This booklet is a collection of stories from the field collected by Oxfam and partners in various Saving for Change project. Until now, the program had positively impacted the lives of poor and marginalized people to improve their family economics, e.g, they increased income through small-scale businesses. People changed their saving behavior, improved their financial practice, build their social asset and increase their participation and
leadership.
Since its introduction in Cambodia in 2005, SfC has been refined and market tested. It now reaches more than 140,000 rural poor communities members (85% of members are women) and helped to a mass of more than $5.5 million in community-based savings, through 18 local partners and one academic institution. Through SfC groups, rural farmers and community members control annually 8 million US, and manage 6 million US loans.

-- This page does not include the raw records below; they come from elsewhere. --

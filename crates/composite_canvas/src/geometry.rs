//! Renderer output geometry and materials
//!
//! Every renderer presents its bake through a quad covering the rendering
//! rect, drawn with a material derived from its color and blend settings.
//! Effects reshape the quad; perspective bakes flatten it back into the
//! root canvas plane.

use composite_core::{gamma_to_linear_rgba8, Mat4, Rect, Vec2, Vec3};
use composite_gpu::{GpuDevice, MaterialKey, Mesh, UiVertex};

use crate::compositor::Compositor;
use crate::error::Result;
use crate::renderer::RendererId;

/// Replace `mesh` with a quad over `rect`, tinted with `tint`.
pub fn build_quad(mesh: &mut Mesh, rect: Rect, tint: [u8; 4]) {
    mesh.clear();
    let (x0, x1, y0, y1) = (rect.x_min(), rect.x_max(), rect.y_min(), rect.y_max());
    mesh.add_vertex(UiVertex::new(Vec3::new(x0, y0, 0.0), tint, Vec2::new(0.0, 0.0)));
    mesh.add_vertex(UiVertex::new(Vec3::new(x0, y1, 0.0), tint, Vec2::new(0.0, 1.0)));
    mesh.add_vertex(UiVertex::new(Vec3::new(x1, y1, 0.0), tint, Vec2::new(1.0, 1.0)));
    mesh.add_vertex(UiVertex::new(Vec3::new(x1, y0, 0.0), tint, Vec2::new(1.0, 0.0)));
    mesh.add_triangle(0, 1, 2);
    mesh.add_triangle(2, 3, 0);
}

/// Undo the renderer's out-of-plane transform so the quad lies flat in
/// root canvas space at the renderer's position. `relative` maps renderer
/// space into root canvas space.
pub fn flatten_to_canvas(mesh: &mut Mesh, relative: &Mat4) {
    let Some(inverse) = relative.inverse() else {
        return;
    };
    let origin = relative.transform_point(Vec3::ZERO);
    let m = inverse.mul(&Mat4::translation(origin.x, origin.y, 0.0));
    for v in &mut mesh.vertices {
        let p = m.transform_point(v.position());
        v.position = [p.x, p.y, p.z];
    }
}

impl<D: GpuDevice> Compositor<D> {
    /// Refresh materials and output quads of every active renderer that
    /// asked for it.
    pub fn rebuild_geometry(&mut self) {
        let order: Vec<RendererId> = self.activation.iter().copied().collect();
        for id in order {
            if let Err(e) = self.update_materials(id) {
                tracing::warn!(renderer = ?id, error = %e, "material update failed");
            }
            self.rebuild_output(id);
        }
    }

    /// Re-resolve the presenting and blur materials through the registry.
    pub(crate) fn update_materials(&mut self, id: RendererId) -> Result<()> {
        let Some(r) = self.renderers.get_mut(id) else {
            return Ok(());
        };
        if !r.material_dirty {
            return Ok(());
        }
        r.material_dirty = false;

        let s = &r.settings;
        let key = MaterialKey::composite(s.color_mode, s.src_blend, s.dst_blend);
        self.materials.get(&mut self.device, key, &mut r.material)?;
        if r.active_effect().is_some() {
            self.materials.get(&mut self.device, MaterialKey::blur(), &mut r.blur_material)?;
        } else {
            self.materials.release(&mut self.device, &mut r.blur_material);
        }
        tracing::debug!(renderer = ?id, material = ?r.material, "materials updated");
        Ok(())
    }

    /// Rebuild the presenting quad.
    pub(crate) fn rebuild_output(&mut self, id: RendererId) {
        let Some(r) = self.renderers.get(id) else {
            return;
        };
        if !r.vertices_dirty {
            return;
        }
        let node = r.node;
        let rect = self.scene.rect(node).expanded(r.settings.extents);
        let mut tint = r.settings.color.to_rgba8();
        if self.scene.canvas(node).is_some_and(|(_, c)| c.linear_vertex_colors) {
            tint = gamma_to_linear_rgba8(tint);
        }

        let perspective = self.is_perspective(id);
        let relative = match self.scene.root_canvas(node) {
            Some((root, _)) if perspective => {
                Some(self.scene.world_to_local(root).mul(&self.scene.local_to_world(node)))
            }
            _ => None,
        };

        let r = &mut self.renderers[id];
        r.vertices_dirty = false;
        if rect.width() >= 0.0 && rect.height() >= 0.0 {
            build_quad(&mut r.output, rect, tint);
        } else {
            r.output.clear();
        }
        if let Some(slot) = r.effect.as_mut().filter(|s| s.enabled) {
            slot.effect.modify_mesh(&mut r.output, rect, tint);
        }
        if let Some(relative) = relative {
            flatten_to_canvas(&mut r.output, &relative);
        }
        tracing::trace!(renderer = ?id, vertices = r.output.vertex_count(), "output rebuilt");
    }
}

#[cfg(test)]
mod tests {
    use super::*;
    use composite_core::Quat;

    #[test]
    fn test_quad_layout() {
        let mut mesh = Mesh::new();
        build_quad(&mut mesh, Rect::new(-5.0, -5.0, 10.0, 20.0), [255; 4]);
        assert_eq!(mesh.vertex_count(), 4);
        assert_eq!(mesh.indices, vec![0, 1, 2, 2, 3, 0]);
        assert_eq!(mesh.vertices[1].position, [-5.0, 15.0, 0.0]);
        assert_eq!(mesh.vertices[3].uv, [1.0, 0.0]);
    }

    #[test]
    fn test_flatten_removes_tilt() {
        let mut mesh = Mesh::new();
        build_quad(&mut mesh, Rect::new(-1.0, -1.0, 2.0, 2.0), [255; 4]);
        let tilt = Quat::from_euler_degrees(0.0, 30.0, 0.0);
        let relative = Mat4::trs(Vec3::new(3.0, 4.0, 5.0), tilt, Vec3::ONE);
        flatten_to_canvas(&mut mesh, &relative);

        // Mapped back through the renderer transform, the quad lies in z=0
        // around the renderer position.
        for v in &mesh.vertices {
            let p = relative.transform_point(v.position());
            assert!(p.z.abs() < 1e-4);
        }
        let center = relative.transform_point(
            (mesh.vertices[0].position() + mesh.vertices[2].position()) * 0.5,
        );
        assert!((center - Vec3::new(3.0, 4.0, 0.0)).length() < 1e-4);
    }
}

Poor, rural Cambodians, most of whom did not have access to bank or MFI services, now have a safe place to save, a share of accumulated interest on increasing group funds, and easier access to loans – which are typically used to income generating activities and to cope against shocks.
Saving groups provide a safe method for people, typically the rural poor, to provide financial services to themselves, and one that is generally much less expensive per person reached than other approaches to providing financial services. Generally, the people served would not otherwise have access to a safe way to save or a convenient, affordable place to borrow.
Saving for Change (SfC) is a savings-led microfinance model, pioneered by Oxfam America, Freedom from Hunger and the Stromme Foundation of Norway, and scaled up with the support of the Gates Foundation. It served those, especially the rural poor, who have been left behind by traditional financial service providers, replicates itself on a large scale and at low cost, and has demonstrated positive results--both financial and social—for savings groups members and their communities.